Le NIFFF, un festival qui repousse les frontières
Cinéma
Le Festival du film fantastique de Neuchâtel, qui se déroule jusqu’au 9 juillet, est autant un lieu de frissons que de reflets du monde

En 2002, lors de sa première édition, le Festival du film fantastique de Neuchâtel (NIFFF) couronnait Gemini, de Shinya Tsukamoto, un conte sur la différence (l’épouse du héros est amnésique) sous forte influence d’Edgar Allan Poe. Alors qu’à l’époque le cinéma japonais était déjà connu mais essentiellement grâce à des cinéastes vedettes souvent passés par Cannes & Co, le NIFFF (dont Le Temps est partenaire) propulsait une autre facette de la cinématographie de l’archipel. Récidive, en 2002 toujours, avec l’estomaquant Suicide Club de Sono Sion, l’une des plus grandes œuvres sur la contamination des idées morbides. L’année passée, pour sa 20e édition, le festival consacrait une fable sur le monde du travail désagrégé façon Amazon (Lapsis, de Noah Hutton).
Des visions différentes
Ces seuls trois raccourcis à vingt années d’écart montrent à quel point l’événement macabre de Neuchâtel s’est imposé comme le porte-voix de visions du monde différentes, mais pertinentes.
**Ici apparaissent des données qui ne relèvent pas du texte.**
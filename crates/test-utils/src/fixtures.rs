//! Common test fixtures for parameter lookup tests.
//!
//! Pre-defined parameter sets and raw inputs covering the usual shapes of
//! graphic-store connection parameters.

use store_params::{
    CrsCode, ParameterDescriptor, ParameterSet, RawParameters, ValueKind,
};

/// Keys used by [`connection_parameters`].
pub mod keys {
    pub const USER: &str = "user";
    pub const PASSWORD: &str = "password";
    pub const PORT: &str = "port";
    pub const TIMEOUT: &str = "timeout";
    pub const CRS: &str = "crs";
    pub const BBOX: &str = "bbox";
    pub const READ_ONLY: &str = "read_only";
}

/// Descriptor for the username parameter.
pub fn user_param() -> ParameterDescriptor {
    ParameterDescriptor::new(keys::USER).with_description("Username for authentication")
}

/// Descriptor for the password parameter.
pub fn password_param() -> ParameterDescriptor {
    ParameterDescriptor::new(keys::PASSWORD).with_description("Password for authentication")
}

/// Required integer port.
pub fn port_param() -> ParameterDescriptor {
    ParameterDescriptor::of(keys::PORT, ValueKind::Integer).with_description("Server port")
}

/// Optional integer timeout in seconds.
pub fn timeout_param() -> ParameterDescriptor {
    ParameterDescriptor::of(keys::TIMEOUT, ValueKind::Integer)
        .with_description("Timeout in seconds")
        .optional()
}

/// A typical WMS-backed store connection: credentials, port and map defaults.
pub fn connection_parameters() -> ParameterSet {
    ParameterSet::builder()
        .name("wms-connection")
        .param(user_param())
        .param(password_param())
        .param(port_param().optional().with_sample(8080_i64))
        .param(
            ParameterDescriptor::of(keys::TIMEOUT, ValueKind::Duration)
                .with_description("Connection timeout")
                .optional(),
        )
        .param(
            ParameterDescriptor::of(keys::CRS, ValueKind::Crs)
                .with_description("Default CRS")
                .with_sample(CrsCode::Epsg4326)
                .optional(),
        )
        .param(
            ParameterDescriptor::of(keys::BBOX, ValueKind::BoundingBox)
                .with_description("Default extent")
                .optional(),
        )
        .param(ParameterDescriptor::of(keys::READ_ONLY, ValueKind::Boolean).optional())
        .build()
        .expect("connection fixture is a valid definition")
}

/// Raw text input built from `(key, value)` pairs.
pub fn raw(pairs: &[(&str, &str)]) -> RawParameters {
    RawParameters::from_pairs(pairs.iter().copied())
}

/// Raw input that satisfies every parameter of [`connection_parameters`].
pub fn full_connection_input() -> RawParameters {
    raw(&[
        (keys::USER, "gis"),
        (keys::PASSWORD, "s3cret"),
        (keys::PORT, "8080"),
        (keys::TIMEOUT, "30s"),
        (keys::CRS, "EPSG:3857"),
        (keys::BBOX, "-130,20,-60,55"),
        (keys::READ_ONLY, "true"),
    ])
}

/// Query strings as they arrive from connection URLs.
pub mod queries {
    /// Credentials plus a map extent.
    pub const CONNECTION: &str = "user=gis&password=s3cret&port=8080&crs=EPSG%3A4326&bbox=-130%2C20%2C-60%2C55";

    /// Port that is not a number.
    pub const BAD_PORT: &str = "user=gis&password=s3cret&port=http";
}

/// Parameter-set definition files understood by `param-check`.
pub mod definitions {
    /// A definition exercising text, integer and duration kinds.
    pub const CONNECTION_YAML: &str = r#"
name: wms-connection
parameters:
  - key: user
    type: text
    description: Username for authentication
  - key: password
    type: text
    description: Password for authentication
  - key: port
    type: integer
    required: false
    sample: "8080"
  - key: timeout
    type: duration
    required: false
"#;
}

#[cfg(test)]
mod tests {
    use super::*;

    #[test]
    fn test_connection_fixture_builds() {
        let set = connection_parameters();
        assert_eq!(set.len(), 7);
        assert_eq!(set.name(), Some("wms-connection"));
    }

    #[test]
    fn test_full_input_is_valid() {
        let report = connection_parameters().validate(&full_connection_input());
        assert!(report.is_valid(), "{:?}", report);
    }

    #[test]
    fn test_raw_helper() {
        let input = raw(&[("a", "1"), ("b", "")]);
        assert_eq!(input.len(), 2);
        assert!(input.contains_key("b"));
    }
}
Cette année, la rétrospective est consacrée aux représentations des minorités LGBTQ, autre enjeu social.
Lire aussi: Le cinéma de genre, refuge des diversités
Le NIFFF fait sourire avec ses films bien trash où les têtes giclent quand elles ne sont pas décapitées à la scie domestique. Cette horreur populaire a droit de séjour, elle constitue après tout la mécanique de frissons et de lien social dans bien des pays du monde. L’un des points forts, inamovible, du NIFFF est d’ailleurs la manière dont les fidèles y découvrent les enfers d’ailleurs, des lézards géants thaïlandais aux zombies mutants argentins en passant par un requin des Landes. Les langages de la terreur varient, mais ici, elle se goûte en mode panoramique. Avec au moins neuf films sur dix qui ne seront pas montrés en salles, et même parfois impossibles à trouver sur les plateformes, le NIFFF est sans doute l’un des festivals les plus respectueux de l’impératif fédéral portant sur le critère de la «diversité cinématographique».
Lire aussi: Park Chan-wook: «Mon film est à 100% un polar et à 100% une romance»
Le fantastique d’aujourd’hui est souvent l’ordinaire de demain
Mais face à ses aînés (Locarno, etc.), le petit agité de Neuchâtel fore plus en profondeur – un peu pour son malheur. Le fantastique d’une époque devient la banalité de la suivante. Un jour, plus tard, les questionnements de la rétrospective 2022 paraîtront ringards – et il faut espérer que les choses se déroulent ainsi.
Plus que les autres, les festivals de fantastique sont des ouvreurs de voies, des «repousseurs» de limites. Ils en souffrent aussi, car leur ordinaire devient le mainstream – voyez le déluge de surnaturel chez Netflix. Il leur faut sans cesse repousser les lignes, sans donner dans la vulgarité débilitante. Pour se projeter vers demain, ils doivent gratter le monde toujours plus habilement. Quant à creuser et à y regarder de près, dans ses terres horlogères et montagnardes, le NIFFF sait y faire.